Hi Terry, On 5/17/16 11:37 PM, Terry Manderson wrote: > Terry Manderson has entered the following ballot position for > draft-ietf-sidr-rpsl-sig-11: Discuss > > When responding, please keep the subject line intact and reply to all > email addresses included in the To and CC lines. (Feel free to cut this > introductory paragraph, however.) > > > Please refer to https://www.ietf.org/iesg/statement/discuss-criteria.html > for more information about IESG DISCUSS and COMMENT positions. > > > The document, along with other ballot positions, can be found here: > https://datatracker.ietf.org/doc/draft-ietf-sidr-rpsl-sig/ > > > > ---------------------------------------------------------------------- > DISCUSS: > ---------------------------------------------------------------------- > > Thank you for putting substantial effort into this document. > > I have a few discusses. I hope they can be resolved quickly. > > In Section 2.1. The reference to the aligned certificate which has the > same private key that signed the RPSL object is mandatory, and defined by > a RSYNC URL or a HTTP(S) URL. My question surrounds the "or". The > architecture of RPKI (IIRC) is centered around RSYNC, and thus SIA/AIA > values MUST have a RSYNC URL, and MAY have other types. By this are you > leaving it to the issuing party to control the RPKI Distribution > mechanisms of the Replying Party? I am quite comfortable with "or" > personally, however this facet of fetching the RPSL Certificate to > validate the private key usage is seemingly orthogonal to the RPKI > architecture of RSYNC preferred and should be called out if 'or' is the > clear intention. Or, has the consensus of the WG moved on from being > wedded to RSYNC?

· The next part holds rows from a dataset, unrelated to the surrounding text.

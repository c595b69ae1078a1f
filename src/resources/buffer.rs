// SPDX-License-Identifier: Parity-7.0.0 OR PolyForm-Noncommercial-1.0.0

//! Non-sparse buffers and child views.

use std::sync::{Arc, Mutex};

use crate::imp;
use crate::memory::{HeapBlock, MemoryRequirements, SubAllocation};
use crate::resources::device::{Device, DeviceError};
use crate::resources::{BufferUsage, QueueFamilySet, ResourceId, SharingMode};
use crate::staging::{self, TransferError};

/// A buffer created without backing memory.
///
/// The buffer becomes usable after an [crate::allocator::Allocator] bake
/// installs its [SubAllocation]; until then read/write report
/// [TransferError::NotBaked].  The installed sub-allocation holds an
/// `Arc<HeapBlock>`, so the block outlives every buffer bound into it.
#[derive(Debug)]
pub struct Buffer {
    id: ResourceId,
    device: Arc<Device>,
    raw: imp::RawBuffer,
    size: u64,
    usage: BufferUsage,
    sharing: SharingMode,
    families: QueueFamilySet,
    backing: Mutex<Option<SubAllocation>>,
    debug_label: String,
}

impl Buffer {
    pub fn new(
        device: &Arc<Device>,
        size: u64,
        usage: BufferUsage,
        sharing: SharingMode,
        families: QueueFamilySet,
        debug_label: &str,
    ) -> Result<Arc<Buffer>, DeviceError> {
        let raw = device.imp().create_buffer(size, usage, false, debug_label)?;
        Ok(Arc::new(Buffer {
            id: ResourceId::next(),
            device: device.clone(),
            raw,
            size,
            usage,
            sharing,
            families,
            backing: Mutex::new(None),
            debug_label: debug_label.to_string(),
        }))
    }

    pub fn id(&self) -> ResourceId {
        self.id
    }

    pub fn size(&self) -> u64 {
        self.size
    }

    pub fn usage(&self) -> BufferUsage {
        self.usage
    }

    pub fn sharing_mode(&self) -> SharingMode {
        self.sharing
    }

    pub fn queue_families(&self) -> &QueueFamilySet {
        &self.families
    }

    pub fn debug_label(&self) -> &str {
        &self.debug_label
    }

    pub fn device(&self) -> &Arc<Device> {
        &self.device
    }

    /// Size, alignment, type mask, and dedicated hint as the oracle reports
    /// them for this buffer.
    pub fn requirements(&self) -> MemoryRequirements {
        self.device.imp().buffer_requirements(&self.raw)
    }

    pub fn is_baked(&self) -> bool {
        self.backing.lock().unwrap().is_some()
    }

    /// The installed sub-allocation, if baked.
    pub fn binding(&self) -> Option<SubAllocation> {
        self.backing.lock().unwrap().clone()
    }

    /// The heap block backing this buffer, if baked.
    pub fn memory_block(&self) -> Option<Arc<HeapBlock>> {
        self.backing.lock().unwrap().as_ref().map(|s| s.block.clone())
    }

    pub(crate) fn raw(&self) -> &imp::RawBuffer {
        &self.raw
    }

    pub(crate) fn install_backing(&self, sub: SubAllocation) {
        *self.backing.lock().unwrap() = Some(sub);
    }

    /// Rollback path only: uninstall the backing and unbind the raw object.
    pub(crate) fn clear_backing(&self) {
        self.raw.unbind_memory();
        *self.backing.lock().unwrap() = None;
    }

    /// Write `data` at `offset`, through the mapping when the backing is
    /// host-visible and through a staging copy otherwise.  Blocks until the
    /// bytes are visible to the device.
    pub fn write(&self, data: &[u8], offset: u64) -> Result<(), TransferError> {
        staging::write_buffer(self, offset, data)
    }

    /// Read into `out` from `offset`.  Blocks until the bytes are host
    /// visible.
    pub fn read(&self, out: &mut [u8], offset: u64) -> Result<(), TransferError> {
        staging::read_buffer(self, offset, out)
    }

    /// A view of `[offset, offset+size)` of this buffer.  The view borrows
    /// the parent's backing; no allocation occurs and the parent cannot be
    /// destroyed while views exist.
    pub fn child_view(
        self: &Arc<Self>,
        offset: u64,
        size: u64,
    ) -> Result<BufferView, TransferError> {
        if offset.checked_add(size).is_none_or(|end| end > self.size) {
            return Err(TransferError::OutOfRange {
                offset,
                len: size,
                size: self.size,
            });
        }
        Ok(BufferView {
            parent: self.clone(),
            offset,
            size,
        })
    }
}

/// A logical slice of a parent [Buffer].
///
/// Shares the parent's heap block and offset; reads and writes are
/// translated into the parent's range.
#[derive(Debug, Clone)]
pub struct BufferView {
    parent: Arc<Buffer>,
    offset: u64,
    size: u64,
}

impl BufferView {
    pub fn parent(&self) -> &Arc<Buffer> {
        &self.parent
    }

    /// Offset of this view within the parent.
    pub fn offset(&self) -> u64 {
        self.offset
    }

    pub fn size(&self) -> u64 {
        self.size
    }

    /// The parent's heap block; a view never has its own.
    pub fn memory_block(&self) -> Option<Arc<HeapBlock>> {
        self.parent.memory_block()
    }

    /// The view's absolute position: the parent's binding displaced by the
    /// view offset.
    pub fn binding(&self) -> Option<SubAllocation> {
        self.parent.binding().map(|sub| SubAllocation {
            block: sub.block,
            offset: sub.offset + self.offset,
            size: self.size,
        })
    }

    fn check(&self, offset: u64, len: u64) -> Result<(), TransferError> {
        if offset.checked_add(len).is_none_or(|end| end > self.size) {
            return Err(TransferError::OutOfRange {
                offset,
                len,
                size: self.size,
            });
        }
        Ok(())
    }

    pub fn write(&self, data: &[u8], offset: u64) -> Result<(), TransferError> {
        self.check(offset, data.len() as u64)?;
        self.parent.write(data, self.offset + offset)
    }

    pub fn read(&self, out: &mut [u8], offset: u64) -> Result<(), TransferError> {
        self.check(offset, out.len() as u64)?;
        self.parent.read(out, self.offset + offset)
    }
}

#[cfg(all(test, feature = "backend_soft"))]
mod tests {
    use super::*;

    #[test]
    fn unbaked_buffer_rejects_io() {
        let device = Device::new_for_testing();
        let buffer = Buffer::new(
            &device,
            256,
            BufferUsage::TRANSFER_DST,
            SharingMode::Concurrent,
            QueueFamilySet::default(),
            "unbaked",
        )
        .unwrap();
        assert!(!buffer.is_baked());
        assert!(matches!(
            buffer.write(&[1, 2, 3], 0),
            Err(TransferError::NotBaked)
        ));
    }

    #[test]
    fn child_view_is_range_checked() {
        let device = Device::new_for_testing();
        let buffer = Buffer::new(
            &device,
            256,
            BufferUsage::TRANSFER_DST,
            SharingMode::Concurrent,
            QueueFamilySet::default(),
            "parent",
        )
        .unwrap();
        assert!(buffer.child_view(200, 100).is_err());
        let view = buffer.child_view(64, 64).unwrap();
        assert_eq!(view.offset(), 64);
        assert!(view.write(&[0u8; 65], 0).is_err());
    }
}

I am not aware of the WG moving away from their rsync leanings...
>
> If it is truely "or", my observation is that the use of the RPKI
> repository is one of convenience, and that should be called out, in fact
> it does appear that any valid certificate bearing RFC3779 extensions
> could be used to validate the digital signature associated with the RPSL
> object provided the relying party has trust anchor material that leads to
> the corresponding EE certificate and therefore private key. Is this
> observation correct?
You are correct that the use of the RPKI repository is one of
convenience. My original implementation of this approach used non-RPKI
certificates. I would be fine with putting a statement in the
Introduction along the lines of:
"While the approach outlined in this document mandates the use of the
RPKI for certificate distribution, it is not dependent upon the RPKI for
correct functionality. Equivalent functionality can be achieved with a
more traditional certificate authority, RFC 3779 extensions within the
certificates, and the appropriate trust anchor material to verify the
digital signature."
>
> The Signature expiration time field ("x") currently has no time
> constraints, and I'm very surprised that it is optional with the text in
> s2.5, given that the expiration time, by my reading, could not be beyond
> the 'not after' time of the corresponding certificate. Can you please
> instruct me as to what the consensus position on this was? A criticism of
> many IRRs is that data becomes stale. have the signature expiration time
> field could aide in data freshness models and reduce load on automated
> import and validation of these RPSL signatures.
The validity of the signature is driven by the notAfter field of the
certificate described in 6487. My implementation does the validation
based on notAfter regardless of what is included in the "x" field. I
view "x" as a simple way for RPSL object signers to indicate the
lifetime, but not the authoritative way.
>
> And lastly, IRRs tend to run over the (legacy?) whois port 43 that
> doesn't provide channel layer security. This means that while signature
> provide a means of detecting modification it may not stop a a MiTM event
> where the entire object is omitted. Do you agree? if so that might be
> appropriate for the Security Considerations section.
>
I agree with the potential MiTM attack described, but view that as
orthogonal to digital signatures providing integrity protection. This
type of attack could easily occur regardless of whether objects are
signed or not.
>
> ----------------------------------------------------------------------
> COMMENT:
> ----------------------------------------------------------------------
>
> one nit:
>
> "MUST reject the signature and threat the object as a regular" I think
> you mean `s/threat/treat`
Fixed in my pending edit buffer.
>
> Misc comments:
>
> * Thank you for the very clear canonicalisation requirements!
>
> * For route6 objects, where two resource holder's signatures considered
> such that it might address the inability to properly sign the RPSL when
> one holder possesses the ASN and another possesses the prefix? (just a
> comment, nothing more)
>
Not sure I can parse the above unless s/where/were/... If so, that was
originally in the document prior to -09, but the consensus of the WG was
to remove multiple signature support.